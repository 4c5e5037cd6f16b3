//! Bounds-checked access to guest linear memory.
//!
//! Every host function goes through [`checked_range`] before touching guest
//! memory. Offsets and lengths come from the guest and are never trusted:
//! each access is checked against the memory slice handed in by the caller,
//! which must be freshly obtained from the store on every host call because
//! the guest may have grown its memory since the last one.

use std::ops::Range;

use http_wasm_common::AbiError;

/// Resolve `(offset, len)` into a byte range inside a memory of
/// `memory_size` bytes.
///
/// Arithmetic is done in `u64` so `offset + len` cannot wrap.
pub fn checked_range(memory_size: usize, offset: u32, len: u32) -> Result<Range<usize>, AbiError> {
    let end = u64::from(offset) + u64::from(len);
    if end > memory_size as u64 {
        return Err(AbiError::OutOfBounds {
            offset,
            len,
            memory_size,
        });
    }
    // Both bounds are <= memory_size, which is a usize
    #[allow(clippy::cast_possible_truncation)]
    Ok(offset as usize..end as usize)
}

/// Borrow `len` bytes at `offset`.
pub fn read(memory: &[u8], offset: u32, len: u32) -> Result<&[u8], AbiError> {
    let range = checked_range(memory.len(), offset, len)?;
    Ok(&memory[range])
}

/// Borrow `len` bytes at `offset` as UTF-8.
pub fn read_str(memory: &[u8], offset: u32, len: u32) -> Result<&str, AbiError> {
    let bytes = read(memory, offset, len)?;
    std::str::from_utf8(bytes).map_err(|_| AbiError::InvalidUtf8 { offset, len })
}

/// Copy `bytes` to `offset`.
///
/// The whole destination span is checked before the first byte is written,
/// so a failed write leaves memory untouched.
pub fn write(memory: &mut [u8], offset: u32, bytes: &[u8]) -> Result<(), AbiError> {
    let len = len_u32(bytes.len())?;
    let range = checked_range(memory.len(), offset, len)?;
    memory[range].copy_from_slice(bytes);
    Ok(())
}

/// Write `value` into the guest buffer `(buf, buf_limit)` if it fits and
/// return its true length.
///
/// This is the buffer-limit idiom shared by every variable-length getter.
/// The declared buffer is bounds-checked even when nothing is written, so a
/// bogus buffer traps on the first call rather than only once a value fits.
pub fn write_if_fits(
    memory: &mut [u8],
    buf: u32,
    buf_limit: u32,
    value: &[u8],
) -> Result<u32, AbiError> {
    checked_range(memory.len(), buf, buf_limit)?;
    let len = len_u32(value.len())?;
    if len <= buf_limit {
        write(memory, buf, value)?;
    }
    Ok(len)
}

/// Convert a host length to the ABI's 32-bit length.
pub fn len_u32(len: usize) -> Result<u32, AbiError> {
    u32::try_from(len).map_err(|_| AbiError::LengthOverflow { len })
}

#[cfg(test)]
mod tests {
    use super::*;

    #[test]
    fn test_checked_range_in_bounds() {
        assert_eq!(checked_range(16, 0, 16).unwrap(), 0..16);
        assert_eq!(checked_range(16, 4, 8).unwrap(), 4..12);
        // Zero-length spans are valid anywhere up to the end
        assert_eq!(checked_range(16, 16, 0).unwrap(), 16..16);
    }

    #[test]
    fn test_checked_range_out_of_bounds() {
        assert_eq!(
            checked_range(16, 10, 7),
            Err(AbiError::OutOfBounds {
                offset: 10,
                len: 7,
                memory_size: 16
            })
        );
        assert!(checked_range(16, 17, 0).is_err());
    }

    #[test]
    fn test_checked_range_no_wraparound() {
        // u32::MAX + 2 would wrap to 1 in 32-bit arithmetic
        assert!(checked_range(65536, u32::MAX, 2).is_err());
        assert!(checked_range(65536, 2, u32::MAX).is_err());
    }

    #[test]
    fn test_read_str() {
        let memory = b"..hello..";
        assert_eq!(read_str(memory, 2, 5).unwrap(), "hello");
        assert_eq!(read_str(memory, 0, 0).unwrap(), "");
    }

    #[test]
    fn test_read_str_invalid_utf8() {
        let memory = [0xff, 0xfe, 0xfd];
        assert_eq!(
            read_str(&memory, 0, 3),
            Err(AbiError::InvalidUtf8 { offset: 0, len: 3 })
        );
    }

    #[test]
    fn test_write_is_all_or_nothing() {
        let mut memory = [0u8; 8];
        assert!(write(&mut memory, 6, b"abc").is_err());
        assert_eq!(memory, [0u8; 8]);

        write(&mut memory, 5, b"abc").unwrap();
        assert_eq!(&memory[5..], b"abc");
    }

    #[test]
    fn test_write_if_fits_retry() {
        let mut memory = [0u8; 32];

        // Query the length without copying
        assert_eq!(write_if_fits(&mut memory, 0, 0, b"/foo").unwrap(), 4);
        assert_eq!(memory, [0u8; 32]);

        // Too small: still nothing written, same length
        assert_eq!(write_if_fits(&mut memory, 0, 3, b"/foo").unwrap(), 4);
        assert_eq!(memory, [0u8; 32]);

        // Retry with enough room
        assert_eq!(write_if_fits(&mut memory, 16, 16, b"/foo").unwrap(), 4);
        assert_eq!(&memory[16..20], b"/foo");
        assert_eq!(memory[20], 0);
    }

    #[test]
    fn test_write_if_fits_checks_declared_buffer() {
        let mut memory = [0u8; 32];
        let err = write_if_fits(&mut memory, 30, 8, b"x").unwrap_err();
        assert!(matches!(err, AbiError::OutOfBounds { .. }));
        assert_eq!(memory, [0u8; 32]);
    }
}
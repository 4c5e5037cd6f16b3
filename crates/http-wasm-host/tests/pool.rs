//! Pool tests: exclusivity, backpressure and shutdown.

mod common;

use std::sync::Arc;
use std::sync::atomic::Ordering;
use std::time::Duration;

use tokio::task::JoinSet;
use tokio_test::assert_ok;

use common::{TestExchange, TestHost, test_config};
use http_wasm_common::{RuntimeConfig, RuntimeError};
use http_wasm_core::Outcome;
use http_wasm_host::Runtime;

/// Traps if two exchanges ever run on the same instance at once.
const EXCLUSIVE_GUEST: &str = r#"
    (module
        (import "http-handler" "next" (func $next))
        (memory (export "memory") 1)
        (global $busy (mut i32) (i32.const 0))
        (func (export "handle")
            (if (global.get $busy) (then unreachable))
            (global.set $busy (i32.const 1))
            (call $next)
            (global.set $busy (i32.const 0))))
"#;

async fn build(host: TestHost, config: RuntimeConfig) -> Runtime<TestHost> {
    Runtime::builder(host)
        .config(config)
        .build(EXCLUSIVE_GUEST.as_bytes())
        .await
        .unwrap()
}

fn slow_host() -> TestHost {
    TestHost {
        next_delay: Duration::from_millis(20),
        ..TestHost::new()
    }
}

// ============================================================================
// Test: Exclusivity
// ============================================================================

#[tokio::test(flavor = "multi_thread", worker_threads = 4)]
async fn test_concurrent_exchanges_never_share_an_instance() {
    let mut config = test_config(2);
    config.pool.acquire_timeout_ms = None;
    let runtime = Arc::new(build(slow_host(), config).await);

    let mut tasks = JoinSet::new();
    for i in 0..8 {
        let runtime = Arc::clone(&runtime);
        tasks.spawn(async move {
            let invocation = runtime
                .handle(TestExchange::new(&format!("/{i}")))
                .await
                .unwrap();
            (invocation.guest_id, invocation.result.map_err(|e| e.to_string()))
        });
    }

    let mut ids = Vec::new();
    while let Some(joined) = tasks.join_next().await {
        let (guest_id, result) = joined.unwrap();
        assert_eq!(result, Ok(Outcome::Delegated));
        ids.push(guest_id);
    }

    ids.sort_unstable();
    ids.dedup();
    assert!(ids.len() <= 2, "more instances than pool slots: {ids:?}");
    assert!(runtime.host().max_in_flight.load(Ordering::SeqCst) <= 2);
    assert_eq!(runtime.host().downstream_calls.load(Ordering::SeqCst), 8);
}

#[tokio::test]
async fn test_held_instances_are_distinct() {
    let runtime = build(TestHost::new(), test_config(3)).await;

    let a = runtime.acquire().await.unwrap();
    let b = runtime.acquire().await.unwrap();
    let c = runtime.acquire().await.unwrap();

    assert_ne!(a.id(), b.id());
    assert_ne!(b.id(), c.id());
    assert_ne!(a.id(), c.id());
    assert_eq!(runtime.stats().in_use, 3);

    drop((a, b, c));
    let stats = runtime.stats();
    assert_eq!(stats.in_use, 0);
    assert_eq!(stats.idle, 3);
}

// ============================================================================
// Test: Backpressure
// ============================================================================

#[tokio::test]
async fn test_reject_immediately_when_exhausted() {
    let mut config = test_config(1);
    config.pool.acquire_timeout_ms = Some(0);
    let runtime = build(TestHost::new(), config).await;

    let held = runtime.acquire().await.unwrap();
    let err = runtime.acquire().await.unwrap_err();
    assert!(matches!(err, RuntimeError::PoolExhausted { waited_ms: 0 }));
    assert!(err.is_resource_limit());

    drop(held);
    assert_ok!(runtime.acquire().await);
}

#[tokio::test]
async fn test_acquire_times_out() {
    let mut config = test_config(1);
    config.pool.acquire_timeout_ms = Some(50);
    let runtime = build(TestHost::new(), config).await;

    let _held = runtime.acquire().await.unwrap();
    let err = runtime.acquire().await.unwrap_err();
    assert!(matches!(err, RuntimeError::PoolExhausted { waited_ms } if waited_ms >= 50));
}

#[tokio::test]
async fn test_waiter_gets_released_instance() {
    let mut config = test_config(1);
    config.pool.acquire_timeout_ms = None;
    let runtime = Arc::new(build(TestHost::new(), config).await);

    let held = runtime.acquire().await.unwrap();
    let held_id = held.id();

    let waiter = {
        let runtime = Arc::clone(&runtime);
        tokio::spawn(async move { runtime.acquire().await.map(|g| g.id()) })
    };
    tokio::time::sleep(Duration::from_millis(20)).await;
    assert!(!waiter.is_finished());

    drop(held);
    assert_eq!(waiter.await.unwrap().unwrap(), held_id);
}

// ============================================================================
// Test: Cancellation
// ============================================================================

#[tokio::test]
async fn test_cancelled_exchange_discards_instance() {
    let host = TestHost {
        hang_next: true,
        ..TestHost::new()
    };
    let runtime = build(host, test_config(1)).await;
    let first_id = runtime.acquire().await.unwrap().id();

    let exchange = TestExchange::new("/stuck");
    let tracker = Arc::clone(&exchange.tracker);
    let cancelled =
        tokio::time::timeout(Duration::from_millis(50), runtime.handle(exchange)).await;
    assert!(cancelled.is_err());

    // The exchange went down with the instance instead of staying bound
    assert_eq!(Arc::strong_count(&tracker), 1);
    let stats = runtime.stats();
    assert_eq!(stats.idle, 0);
    assert_eq!(stats.in_use, 0);

    let replacement = assert_ok!(runtime.acquire().await);
    assert_ne!(replacement.id(), first_id);
    assert_eq!(replacement.invocations(), 0);
}

// ============================================================================
// Test: Warm-Up and Shutdown
// ============================================================================

#[tokio::test]
async fn test_build_creates_one_instance() {
    let runtime = build(TestHost::new(), test_config(4)).await;
    let stats = runtime.stats();
    assert_eq!(stats.size, 4);
    assert_eq!(stats.idle, 1);
    assert_eq!(stats.in_use, 0);
}

#[tokio::test]
async fn test_prewarm_fills_pool() {
    let mut config = test_config(4);
    config.pool.prewarm = true;
    let runtime = build(TestHost::new(), config).await;
    assert_eq!(runtime.stats().idle, 4);
}

#[tokio::test]
async fn test_close_wakes_waiters() {
    let mut config = test_config(1);
    config.pool.acquire_timeout_ms = None;
    let runtime = Arc::new(build(TestHost::new(), config).await);

    let held = runtime.acquire().await.unwrap();

    let waiter = {
        let runtime = Arc::clone(&runtime);
        tokio::spawn(async move { runtime.acquire().await.map(|g| g.id()) })
    };
    tokio::time::sleep(Duration::from_millis(20)).await;

    runtime.close();
    let result = tokio::time::timeout(Duration::from_secs(1), waiter)
        .await
        .expect("waiter must wake on close")
        .unwrap();
    assert!(matches!(result, Err(RuntimeError::Closed)));

    // Released after close: dropped, not pooled
    drop(held);
    let stats = runtime.stats();
    assert!(stats.closed);
    assert_eq!(stats.idle, 0);
}

#[tokio::test]
async fn test_acquire_after_close() {
    let runtime = build(TestHost::new(), test_config(2)).await;
    runtime.close();

    assert!(runtime.is_closed());
    assert!(matches!(
        runtime.handle(TestExchange::new("/")).await,
        Err(RuntimeError::Closed)
    ));
}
--
[Assignment]: Show every line above where "written" is found.

[Result for this exercise]:
/// The whole destination span is checked before the first byte is written,
/// The declared buffer is bounds-checked even when nothing is written, so a
        // Too small: still nothing written, same length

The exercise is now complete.